Conduct a preliminary assessment of each stakeholder’s power. How much access to information, resources, and people do they have? What is your relative power in relation to each? (Keep in mind that you may well be able to increase this as you go along). Can you continue without their cooperation? Would their cooperation be helpful but not necessary to have? Or can you work around that stakeholder?

Partnership Mind-Set

Don’t forget that you need to approach even those who appear to be significant active blockers with a partnership mind-set. When people are resisting, it can be hard to sustain real concern for them and their interests. They might have a piece of knowledge or perspective that could make your proposal even stronger and more likely to be accepted by the “powers that be.” Don’t treat them as enemies until you can be sure that they have no potential organizational benefit.

You need to carefully examine the interests, power, knowledge, and agendas of every relevant individual, group, or organizational stakeholder—and determine who influences others. Although you might not be able to sway a powerful person, he or she might respond to someone else’s argument. Who has those connections? This complete analysis is critical for selling ideas or proposals, gaining backing for projects, neutralizing resistance, or otherwise making a difference.

Determining exactly what matters to the stakeholders can be an intensive process. (We will show more about how to do this in the next chapter, “What Do the Powerful Care About?”) Though it was extraordinarily complicated for Kelly Prescott, it required that she check with colleagues to get a sense of what mattered to her boss’s boss. She was able to do this once she considered what his role made him value.
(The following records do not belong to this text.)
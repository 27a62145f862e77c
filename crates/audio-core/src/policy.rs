//! Audio session configuration derived from call settings

use vidcall_signal_core::CallSettings;

use crate::session::{AudioCategory, AudioMode, AudioSessionConfiguration, CategoryOptions, PortOverride};

/// Maps call settings to the audio session a call needs
#[derive(Debug, Default, Clone, Copy)]
pub struct CallAudioPolicy;

impl CallAudioPolicy {
    pub fn configuration(settings: &CallSettings) -> AudioSessionConfiguration {
        let mode = if settings.video_on {
            AudioMode::VideoChat
        } else {
            AudioMode::VoiceChat
        };

        let mut options = CategoryOptions::ALLOW_BLUETOOTH_HFP | CategoryOptions::ALLOW_BLUETOOTH_A2DP;
        if settings.speaker_on {
            options.insert(CategoryOptions::DEFAULT_TO_SPEAKER);
        }

        AudioSessionConfiguration {
            category: AudioCategory::PlayAndRecord,
            mode,
            options,
            override_output_port: if settings.speaker_on {
                PortOverride::Speaker
            } else {
                PortOverride::None
            },
        }
    }
}

#[cfg(test)]
mod tests {
    use super::*;

    #[test]
    fn test_policy_output_is_always_valid() {
        for (video_on, speaker_on) in [(true, true), (true, false), (false, true), (false, false)] {
            let settings = CallSettings {
                video_on,
                speaker_on,
                ..CallSettings::default()
            };
            let configuration = CallAudioPolicy::configuration(&settings);
            assert!(configuration.is_valid(), "{}", configuration);
        }
    }

    #[test]
    fn test_audio_only_call_uses_voice_chat_on_receiver() {
        let settings = CallSettings {
            video_on: false,
            speaker_on: false,
            ..CallSettings::default()
        };
        let configuration = CallAudioPolicy::configuration(&settings);
        assert_eq!(configuration.mode, AudioMode::VoiceChat);
        assert_eq!(configuration.override_output_port, PortOverride::None);
        assert!(!configuration.options.contains(CategoryOptions::DEFAULT_TO_SPEAKER));
    }
}
impl SfuAdapter {
    /// Create an adapter bound to `transport`
    ///
    /// Must be called from within a tokio runtime; forwarding tasks are
    /// spawned immediately.
    pub fn new(
        transport: Arc<dyn SignalTransport>,
        service: Arc<dyn SignalService>,
        config: SfuAdapterConfig,
        client_details: ClientDetails,
    ) -> Self {
        let (connection_tx, _) = watch::channel(transport.connection_state().borrow().clone());
        let (event_tx, _) = broadcast::channel(config.event_buffer.max(1));
        let (refresh_tx, _) = broadcast::channel(8);

        let adapter = Self {
            transport: RwLock::new(transport.clone()),
            service,
            config,
            client_details,
            connection_tx,
            event_tx,
            refresh_tx,
            preferred_reconnection_strategy: Arc::new(Mutex::new(ReconnectionStrategy::default())),
            bag: DisposableBag::new("sfu-adapter"),
        };

        adapter.observe_errors();
        adapter.bind_transport(transport);
        adapter
    }

    // ===== Observation =====

    /// Current connection state of the signaling channel
    pub fn connection_state(&self) -> ConnectionState {
        self.connection_tx.borrow().clone()
    }

    /// Whether the signaling channel is connected
    pub fn is_connected(&self) -> bool {
        self.connection_tx.borrow().is_connected()
    }

    /// Subscribe to connection state transitions
    pub fn subscribe_connection_state(&self) -> watch::Receiver<ConnectionState> {
        self.connection_tx.subscribe()
    }

    /// Subscribe to inbound SFU events
    pub fn subscribe_events(&self) -> broadcast::Receiver<SfuEvent> {
        self.event_tx.subscribe()
    }

    /// Subscribe to transport refreshes
    pub fn subscribe_refresh(&self) -> broadcast::Receiver<()> {
        self.refresh_tx.subscribe()
    }

    /// Reconnection hint recorded from the latest SFU error event
    pub fn preferred_reconnection_strategy(&self) -> ReconnectionStrategy {
        *self.preferred_reconnection_strategy.lock()
    }

    /// Host of the current transport
    pub fn hostname(&self) -> String {
        self.transport().hostname()
    }

    // ===== Connection =====

    /// Connect the signaling transport
    ///
    /// No-op when already connected or connecting.
    pub async fn connect(&self) -> SignalResult<()> {
        let state = self.connection_state();
        if state.is_active() {
            debug!(state = %state, "Signaling already active, skipping connect");
            return Ok(());
        }
        info!(host = %self.hostname(), "Connecting to SFU");
        self.transport().connect().await
    }

    /// Disconnect the signaling transport
    pub async fn disconnect(&self) {
        info!(host = %self.hostname(), "Disconnecting from SFU");
        self.transport().disconnect("client disconnect").await;
    }

    /// Replace the transport, e.g. after a migration
    ///
    /// Subscribers keep their channels; a refresh signal tells observers to
    /// rebuild their subscriptions.
    pub async fn refresh(&self, transport: Arc<dyn SignalTransport>) {
        let previous = {
            let mut current = self.transport.write();
            std::mem::replace(&mut *current, transport.clone())
        };
        info!(from = %previous.hostname(), to = %transport.hostname(), "Refreshing signaling transport");
        previous.disconnect("transport refreshed").await;

        self.bind_transport(transport);
        let _ = self.refresh_tx.send(());
    }

    // ===== Fire-and-forget signaling =====

    /// Send a join request
    pub async fn join(&self, session_id: &str, subscriber_sdp: &str, is_fast_reconnecting: bool, token: &str) {
        let request = JoinRequest {
            session_id: session_id.to_string(),
            subscriber_sdp: subscriber_sdp.to_string(),
            token: token.to_string(),
            fast_reconnect: is_fast_reconnecting,
            client_details: self.client_details.clone(),
            migration: None,
        };
        self.send(SignalRequest::Join(request)).await;
    }

    /// Send a join request migrating from another SFU
    pub async fn migrate(&self, session_id: &str, subscriber_sdp: &str, token: &str, migrating_from: &str) {
        let request = JoinRequest {
            session_id: session_id.to_string(),
            subscriber_sdp: subscriber_sdp.to_string(),
            token: token.to_string(),
            fast_reconnect: false,
            client_details: self.client_details.clone(),
            migration: Some(Migration {
                from_sfu_id: migrating_from.to_string(),
                announced_tracks: Vec::new(),
                subscriptions: Vec::new(),
            }),
        };
        self.send(SignalRequest::Join(request)).await;
    }

    /// Best-effort departure notice
    pub async fn notify_leave(&self, session_id: &str, reason: &str) {
        let request = LeaveCallRequest {
            session_id: session_id.to_string(),
            reason: reason.to_string(),
        };
        self.send(SignalRequest::LeaveCall(request)).await;
    }

    async fn send(&self, request: SignalRequest) {
        let name = request.name();
        match self.transport().send(request).await {
            Ok(()) => debug!(request = name, "Sent signaling request"),
            Err(e) => error!(request = name, error = %e, "Failed to send signaling request"),
        }
    }

    // ===== RPC =====

    /// Trickle a local ICE candidate to the SFU
    pub async fn ice_trickle(&self, candidate: &IceCandidate, peer_type: PeerType, session_id: &str) -> SignalResult<()> {
        if candidate.sdp.is_empty() {
            debug!(peer_type = ?peer_type, "Skipping trickle of empty ICE candidate");
            return Ok(());
        }
        let request = IceTrickleRequest {
            peer_type,
            ice_candidate: candidate.to_json()?,
            session_id: session_id.to_string(),
        };
        let response = self.service.ice_trickle(request).await?;
        check_status("ice_trickle", response.error)
    }

    /// Send the publisher offer and return the SFU's answer SDP
    ///
    /// Retried with the RPC policy while the signaling channel stays
    /// connected.
    pub async fn set_publisher(&self, sdp: &str, tracks: Vec<TrackInfo>, session_id: &str) -> SignalResult<String> {
        let request = SetPublisherRequest {
            sdp: sdp.to_string(),
            session_id: session_id.to_string(),
            tracks,
        };

        retry_while(
            "set_publisher",
            &self.config.rpc_retry,
            || self.is_connected(),
            || {
                let request = request.clone();
                async move {
                    if !self.is_connected() {
                        return Err(SignalError::not_connected("set_publisher"));
                    }
                    let response = self.service.set_publisher(request).await?;
                    check_status("set_publisher", response.error)?;
                    Ok(response.sdp)
                }
            },
        )
        .await
    }

    /// Send the subscriber answer
    pub async fn send_answer(&self, sdp: &str, peer_type: PeerType, session_id: &str) -> SignalResult<()> {
        let request = SendAnswerRequest {
            peer_type,
            sdp: sdp.to_string(),
            session_id: session_id.to_string(),
        };
        let response = self.service.send_answer(request).await?;
        check_status("send_answer", response.error)
    }

    /// Ask the SFU to restart ICE for `peer_type`
    pub async fn restart_ice(&self, session_id: &str, peer_type: PeerType) -> SignalResult<()> {
        let request = IceRestartRequest {
            session_id: session_id.to_string(),
            peer_type,
        };
        let response = self.service.ice_restart(request).await?;
        check_status("ice_restart", response.error)
    }

    /// Update the set of remote tracks to receive
    pub async fn update_subscriptions(&self, tracks: Vec<TrackSubscriptionDetails>, session_id: &str) -> SignalResult<()> {
        let request = UpdateSubscriptionsRequest {
            session_id: session_id.to_string(),
            tracks,
        };
        retry_with_policy("update_subscriptions", &self.config.subscription_retry, || {
            let request = request.clone();
            async move {
                let response = self.service.update_subscriptions(request).await?;
                check_status("update_subscriptions", response.error)
            }
        })
        .await
    }

    /// Report the mute state of a published track
    pub async fn update_track_mute_state(&self, track_type: TrackType, muted: bool, session_id: &str) -> SignalResult<()> {
        let request = UpdateMuteStatesRequest {
            session_id: session_id.to_string(),
            mute_states: vec![TrackMuteState { track_type, muted }],
        };
        let response = self.service.update_mute_states(request).await?;
        check_status("update_mute_states", response.error)
    }

    /// Deliver a statistics report
    pub async fn send_stats(&self, request: SendStatsRequest) -> SignalResult<()> {
        let response = self.service.send_stats(request).await?;
        check_status("send_stats", response.error)
    }

    // ===== Internals =====

    fn transport(&self) -> Arc<dyn SignalTransport> {
        self.transport.read().clone()
    }

    fn bind_transport(&self, transport: Arc<dyn SignalTransport>) {
        let mut state_rx = transport.connection_state();
        let connection_tx = self.connection_tx.clone();
        self.bag.spawn_keyed("connection-state", async move {
            loop {
                let state = state_rx.borrow_and_update().clone();
                connection_tx.send_if_modified(|current| {
                    if *current == state {
                        return false;
                    }
                    debug!(from = %current, to = %state, "Signaling connection state changed");
                    *current = state;
                    true
                });
                if state_rx.changed().await.is_err() {
                    break;
                }
            }
        });

        let mut events_rx = transport.events();
        let event_tx = self.event_tx.clone();
        self.bag.spawn_keyed("events", async move {
            loop {
                match events_rx.recv().await {
                    Ok(event) => {
                        debug!(event = %event, "Received SFU event");
                        let _ = event_tx.send(event);
                    }
                    Err(broadcast::error::RecvError::Lagged(skipped)) => {
                        warn!(skipped = skipped, "SFU event forwarding lagged");
                    }
                    Err(broadcast::error::RecvError::Closed) => break,
                }
            }
        });
    }

    fn observe_errors(&self) {
        let mut events_rx = self.event_tx.subscribe();
        let strategy = self.preferred_reconnection_strategy.clone();
        self.bag.spawn_keyed("errors", async move {
            loop {
                match events_rx.recv().await {
                    Ok(SfuEvent::Error(event)) => {
                        warn!(
                            code = event.error.code,
                            message = %event.error.message,
                            strategy = ?event.reconnect_strategy,
                            "SFU reported an error"
                        );
                        *strategy.lock() = event.reconnect_strategy;
                    }
                    Ok(_) | Err(broadcast::error::RecvError::Lagged(_)) => {}
                    Err(broadcast::error::RecvError::Closed) => break,
                }
            }
        });
    }
}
The following are some questions that will help determine stakeholder interests:

  • What is the issue or set of issues at stake?
  • Who are the relevant stakeholders?
  • What are their interests/stakes?
  • What is the intensity with which the stake is held?
  • What claims come with the stake?
  • What differences and similarities exist across these stakes/stakeholders? (This is helpful if they are all going to be dipping their oar into the issue.)
  • How can these stakeholders affect the issue?
  • What actions can you or your organization take to affect the interests of each relevant stakeholder?
  • What are your fallback plans?2

There are some other things you can do to collect data on needs in the organization when they are not immediately apparent. As we have already suggested in previous chapters, the wider the net of relationships you can build before you need them, the easier it will be to figure out what people care about and make exchanges with them. But if you do not already have these relationships, you can always do some research. Ask people you do know what the various stakeholders pay attention to, how they like to be approached, and what land mines to avoid. Asking people for this kind of information usually deepens previous relationships. It is a form of giving currency to ask for information because it assumes the person you are asking is important or astute enough to know the answer.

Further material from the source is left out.